At a critical juncture last October 22, as the pandemic was racing through our province’s long-term care facilities, Ernst & Young reported to John Horgan’s BC NDP-led minority government on an astounding amalgam of ineptitude, incoherence and indifference.
But the band played on. And on. And on.
Two days later, an election and an NDP majority.
Week upon week, outbreaks and deaths.
Three months later, the big reveal of the report.
Today and forever, the shame.
The coronavirus has taken more than 600 lives in long-term care facilities in British Columbia, a staggering 60% of the loss of life in the pandemic and a real disclaimer to our self-satisfaction in how we have tackled coronavirus.
Successive governments have been entrusted and then entrust private and public sector alike with upholding the quality of life for our elderly when they cannot any longer be on their own.
Dignified, safe, end-of-life care ought to be a sacred trust for any government, rather like the commitment it makes to the veteran or the vulnerable. Who are we kidding about our values if we do not demand this of government?
The EY report makes us hope never to need for ourselves or our loved ones what is provided. The fault lines are too long and sorrowful to cite: poor prevention of infection, insufficient staffing and training, inadequate preparing for an emergency, disconnected communications, even miserly preference for public over private facilities in disbursing protective equipment.

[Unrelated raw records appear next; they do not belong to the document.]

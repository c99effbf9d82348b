//! Functional entry points for conversions
//!
//! These wrap the format implementations in plain functions for callers that
//! do not need a [`FormatRegistry`](crate::FormatRegistry).

use crate::formats::markdown::formatting_rules::FormattingRules;
use crate::formats::markdown::parser::parse_from_markdown;
use crate::formats::tana::serializer::{serialize_to_tana, PREAMBLE};

/// Default upper bound for [`chunk_tana_paste`], in characters.
pub const DEFAULT_CHUNK_SIZE: usize = 90_000;

/// Convert Markdown to Tana Paste with the given inline rules.
///
/// ```ignore
/// let paste = markdown_to_tana("# Title\n- item", &FormattingRules::default());
/// assert_eq!(paste, "%%tana%%\n- !! Title\n  - item");
/// ```
pub fn markdown_to_tana(source: &str, rules: &FormattingRules) -> String {
    let outline = parse_from_markdown(source, rules);
    serialize_to_tana(&outline)
}

/// Split a Tana Paste document into pieces of at most `max_chunk_size`
/// characters.
///
/// Every chunk is itself a valid Tana Paste document starting with the
/// preamble line. Splits only happen between lines, so a single line longer
/// than the limit becomes a chunk of its own. Input that already fits is
/// returned unchanged as the only chunk.
pub fn chunk_tana_paste(paste: &str, max_chunk_size: usize) -> Vec<String> {
    if paste.chars().count() <= max_chunk_size {
        return vec![paste.to_string()];
    }

    let mut lines = paste.split('\n').peekable();
    if lines.peek() == Some(&PREAMBLE) {
        lines.next();
    }

    let header_size = PREAMBLE.chars().count() + 1;
    let mut chunks = Vec::new();
    let mut current: Vec<&str> = vec![PREAMBLE];
    let mut current_size = header_size;

    for line in lines {
        let line_size = line.chars().count() + 1;
        if current_size + line_size > max_chunk_size && current.len() > 1 {
            chunks.push(current.join("\n"));
            current = vec![PREAMBLE];
            current_size = header_size;
        }
        current.push(line);
        current_size += line_size;
    }

    if current.len() > 1 {
        chunks.push(current.join("\n"));
    }

    log::debug!(
        "split {} characters into {} chunks of at most {max_chunk_size}",
        paste.chars().count(),
        chunks.len()
    );
    chunks
}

Early in the crisis, the province stopped people from working in multiple facilities to reduce the spread of infection. The report concludes the unintended consequence is fatigue working double shifts because of a lack of available staff.

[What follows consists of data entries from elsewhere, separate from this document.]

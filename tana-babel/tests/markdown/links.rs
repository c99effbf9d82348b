//! URLs and `[[references]]` pass through emphasis rewriting untouched.

use tana_babel::markdown_to_outline_paragraphs;

#[test]
fn test_bare_and_link_target_urls() {
    let out = markdown_to_outline_paragraphs(
        "see https://example.com/_private_/page and [x](https://a.io/*b*/c)",
    );
    assert_eq!(
        out,
        "%%tana%%\n- see https://example.com/_private_/page and [x](https://a.io/*b*/c)"
    );
}

#[test]
fn test_references_in_list_items() {
    let out = markdown_to_outline_paragraphs("- see [[snake_case_node]] *now*");
    assert_eq!(out, "%%tana%%\n- see [[snake_case_node]] __now__");
}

Last week, only after reporters had hounded the government, only after the government had played down its importance as a nothingburger, only after the minister said it was overwhelmingly positive, the EY report surfaced.

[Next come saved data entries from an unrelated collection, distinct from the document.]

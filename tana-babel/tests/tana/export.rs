//! Export tests for the Tana Paste format (Markdown → Tana Paste)

use insta::assert_snapshot;
use tana_babel::{markdown_to_outline_paragraphs, FormatRegistry};

const KITCHENSINK: &str = "# Project
Intro with **bold** and _italic_.

## Tasks
1. First
2. Second
   - detail
3. Third

Notes \\& caveats
### Deep
- x
";

#[test]
fn test_kitchensink() {
    assert_snapshot!(markdown_to_outline_paragraphs(KITCHENSINK), @r"
    %%tana%%
    - !! Project
      - Intro with **bold** and __italic__.
      - !! Tasks
        - First
        - Second
          - detail
        - Third
        - Notes & caveats
        - !! Deep
          - x
    ");
}

#[test]
fn test_output_starts_with_preamble() {
    for input in ["", "plain", "# h", "- l", "%%tana%%"] {
        assert!(markdown_to_outline_paragraphs(input).starts_with("%%tana%%\n"));
    }
}

#[test]
fn test_double_conversion_adds_a_second_preamble() {
    let once = markdown_to_outline_paragraphs("# A\n- b");
    let twice = markdown_to_outline_paragraphs(&once);
    assert_eq!(twice, "%%tana%%\n- %%tana%%\n- !! A\n  - b");
}

#[test]
fn test_no_trailing_newline() {
    let out = markdown_to_outline_paragraphs("- a\n- b\n");
    assert!(out.ends_with("- b"));
}

#[test]
fn test_registry_round_trip_matches_function() {
    let registry = FormatRegistry::default();
    let outline = registry
        .parse(KITCHENSINK, "markdown")
        .expect("markdown should parse");
    let paste = registry
        .serialize(&outline, "tana")
        .expect("tana should serialize");
    assert_eq!(paste, markdown_to_outline_paragraphs(KITCHENSINK));
}

#[test]
fn test_json_dump_of_outline() {
    let registry = FormatRegistry::default();
    let outline = registry.parse("# T\n- a", "markdown").unwrap();
    let json = registry.serialize(&outline, "json").unwrap();
    assert_snapshot!(json, @r#"
    {
      "lines": [
        {
          "depth": 0,
          "kind": "heading",
          "level": 1,
          "content": "T"
        },
        {
          "depth": 1,
          "kind": "list_item",
          "content": "a"
        }
      ]
    }
    "#);
}
//! Fenced code blocks, when enabled, are one bullet and leave nesting alone.

use insta::assert_snapshot;
use tana_babel::transforms::markdown_to_tana;
use tana_babel::FormattingRules;

fn convert(source: &str) -> String {
    markdown_to_tana(source, &FormattingRules::default().with_code_blocks(true))
}

#[test]
fn test_comment_in_fence_is_not_a_heading() {
    let out = convert("# Setup\n```bash\n# install deps\nnpm i\n```\nafter");
    assert_snapshot!(out, @r"
    %%tana%%
    - !! Setup
      - # install deps
    npm i
      - after
    ");
}

#[test]
fn test_fence_inside_list_keeps_list_context() {
    let out = convert("- step one\n  ```\n  make\n  ```\n- step two");
    assert_snapshot!(out, @r"
    %%tana%%
    - step one
      - make
    - step two
    ");
}

#[test]
fn test_fences_are_lines_by_default() {
    let out = markdown_to_tana(
        "# Setup\n```bash\n# install deps\n```\nafter",
        &FormattingRules::default(),
    );
    assert_snapshot!(out, @r"
    %%tana%%
    - !! Setup
      - ```bash
    - !! install deps
      - ```
      - after
    ");
}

It was what you would hope not to expect: an indictment of systemic betrayal of those without much of a voice, many without much money, in care at the 500 facilities in the province. The report was written dispassionately so as not to apportion particular blame, but who else could be responsible but those who are officially responsible? A clue is in the recommendations, all of them directed at the need for provincial government intervention to effect broad changes.
More astonishing than the report’s contents, perhaps beyond belief, is the assertion by Adrian Dix, the health minister, that he only knew about the report 10 days earlier. This feels like a job for sodium pentothal.
He, the minister whose outfit commissioned the study. He, the minister who has held the role for nearly four years. He, the minister whose deputy is co-chairing the coronavirus public health response. He, the minister who at every public health briefing expresses solemnities for the families and loved ones of those taken by the pandemic.
Yet he did not know of a report from a consultation of 40 stakeholders he likely sees regularly on a central matter involving the most virulent of the pandemic’s horror in his ministry’s midst? How could he not? And if he did not, who dared keep the report away from him? Further, why should they be employed today?
These victims and sufferers, it ought to be noted, are those who the NDP champions, often piously when it talks of “putting people first,” yet this happened preventably under its watch – albeit so long in the making that Liberals are not credible critics themselves.
What is clear is that, like all important ingredients comprising an effective life, money is either the bridge or the hurdle to the desired outcome. The long-term care system costs so much and pays so little that it struggles in some quarters to uphold standards we would wish to stake our lives upon. Fixable, but formidable.
The government last week chided the public to do more to keep indoors and distant. The EY report is about those with little choice but to be indoors and distant. The residents and workers have been failed over recent decades and most tragically over recent months. While outbreaks have subsided and vaccinations will prevent many more deaths, there is little in the report to suggest the next pandemic will be greeted by a ready sector or that life between pandemics will be conferred with uppermost care. Our demography gives us no cause for optimism, either, as the sector booms.
What has struck me over the decades of absorbing reports on long-term care in Canada is how there is a common depiction of the residents as the “others,” not as ourselves in the making, and of the facilities as “over there,” not among us. We are then shocked to the core when the tragedy was hiding in plain sight.
There are more glamorous ways for government to gather glory than to force and finance the heavy, unceremonial reforms necessary to confer this care with confidence. Lately, though, I’m having a hard time thinking of a better idea. •
Kirk LaPointe is publisher and editor-in-chief of BIV and vice-president, editorial, of Glacier Media.